Au XVIIe siècle en Moldavie, une répression terrible sévie contre des êtres monstrueux et assoiffés de sang : les « Vampires ». Tout le monde s’accuse espérant qu’ainsi la terre soit purifiée de cette immonde race d’assassins. Par une nuit épouvantable, la princesse Asa (Barbara Steele) de la lignée des Princes Vaida et Igor Javutich (Arturo Dominici) sont condamnés au bûcher, pour leur amour satanique. Le terrible châtiment est administré, sous l’autorité du Grand Inquisiteur, Griabby, le frère d’Asa. Un fer chauffé au rouge est appliqué par un des bourreaux, sur le dos d’Asa y laissant à jamais sur sa chair un infâme « S », le signe brûlant de Satan. Il ordonne, avant la purification par le feu, que son visage soit couvert par le masque du démon à l’intérieur hérissé de pointe. Mais avant le sacrifice suprême, Asa maudit son frère et ses descendants. L’orage gronde. Le masque d’un coup de massue s’enfonce dans le visage d’Asa. La pluie déchaînée éteint les flammes et les hommes terrorisés s’enfuient de ce lieu maudit…

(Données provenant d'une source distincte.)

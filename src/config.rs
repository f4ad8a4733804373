use crate::cluster_stats::StatsOptions;
use crate::error::{ClusterError, ClusterResult};
use std::collections::BTreeSet;

/// Order of the per-cluster records of a frame.
#[derive(Debug, Clone, Copy, PartialEq, Eq, Default)]
pub enum ClusterOrder {
    /// Ascending smallest atom id.
    #[default]
    ByFirstAtom,
    /// Descending atom count, ties by smallest atom id.
    BySize,
}

/// Which frames of a trajectory to process: `start`, `start + step`, ...
/// up to (excluding) `stop`.
#[derive(Debug, Clone, Copy, PartialEq, Eq)]
pub struct FrameSelection {
    pub start: usize,
    pub stop: Option<usize>,
    pub step: usize,
}

impl Default for FrameSelection {
    fn default() -> Self {
        Self {
            start: 0,
            stop: None,
            step: 1,
        }
    }
}

impl FrameSelection {
    pub fn contains(&self, index: usize) -> bool {
        index >= self.start && !self.is_past(index) && (index - self.start) % self.step == 0
    }

    pub fn is_past(&self, index: usize) -> bool {
        self.stop.is_some_and(|stop| index >= stop)
    }
}

#[derive(Debug, Clone, PartialEq)]
pub struct ClusterConfig {
    /// Species tags that count as precipitate atoms.
    pub species: BTreeSet<usize>,
    /// Per-atom column holding the species tag.
    pub species_key: String,
    pub cutoff: f64,
    /// Clusters below this many atoms are left out of summaries and the size
    /// distribution.
    pub min_size: usize,
    pub order: ClusterOrder,
    pub stats: StatsOptions,
    pub frames: FrameSelection,
    pub max_frames: Option<usize>,
}

impl ClusterConfig {
    pub fn new(species: impl IntoIterator<Item = usize>, cutoff: f64) -> Self {
        Self {
            species: species.into_iter().collect(),
            species_key: "type".to_string(),
            cutoff,
            min_size: 1,
            order: ClusterOrder::default(),
            stats: StatsOptions::default(),
            frames: FrameSelection::default(),
            max_frames: None,
        }
    }

    pub fn with_species_key(mut self, key: &str) -> Self {
        self.species_key = key.to_string();
        self
    }

    pub fn with_min_size(mut self, min_size: usize) -> Self {
        self.min_size = min_size;
        self
    }

    pub fn with_order(mut self, order: ClusterOrder) -> Self {
        self.order = order;
        self
    }

    pub fn with_stats(mut self, stats: StatsOptions) -> Self {
        self.stats = stats;
        self
    }

    pub fn with_reference_volume(mut self, volume: f64) -> Self {
        self.stats.reference_volume = Some(volume);
        self
    }

    pub fn with_frames(mut self, frames: FrameSelection) -> Self {
        self.frames = frames;
        self
    }

    pub fn with_max_frames(mut self, max_frames: usize) -> Self {
        self.max_frames = Some(max_frames);
        self
    }

    pub fn validate(&self) -> ClusterResult<()> {
        if !(self.cutoff.is_finite() && self.cutoff > 0.0) {
            return Err(ClusterError::InvalidCutoff(self.cutoff));
        }
        if let Some(volume) = self.stats.reference_volume {
            if !(volume.is_finite() && volume > 0.0) {
                return Err(ClusterError::InvalidReferenceVolume(volume));
            }
        }
        if self.species.is_empty() {
            return Err(ClusterError::InvalidSelection(
                "no precipitate species given".to_string(),
            ));
        }
        if self.species_key.is_empty() {
            return Err(ClusterError::InvalidSelection(
                "empty species column name".to_string(),
            ));
        }
        if self.frames.step == 0 {
            return Err(ClusterError::InvalidSelection(
                "frame stride must be at least 1".to_string(),
            ));
        }
        Ok(())
    }
}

Premier film « entièrement » réalisé par Mario Bava, Le Masque du démon est un chef-d’œuvre du cinéma gothique. Une œuvre plastiquement de toute beauté. Bava démontre avec Le Masque du démon une maîtrise visuelle exceptionnelle dont l’influence ira grandissante. Depuis sa sortie en 1960, le film de Bava n’a cessé de fasciner des générations de cinéphiles et de cinéastes. Francis Ford Coppola avec son Dracula (1992) et Tim Burton avec Sleepy Hollow (1999), lui rendront hommage dans plusieurs séquences de leurs films. Le Masque du démon s’inscrit dans la relecture du cinéma fantastique de la fin des années 50, impulsé par la Hammer. La société anglaise en reprenant les classiques de l’Universal, les modernise avec en maître d’œuvre : Terrence Fisher. Frankenstein s’est échappé (The Curse of Frankenstein, 1957) et Le cauchemar de Dracula (Dracula, 1958) marquent le renouveau du genre.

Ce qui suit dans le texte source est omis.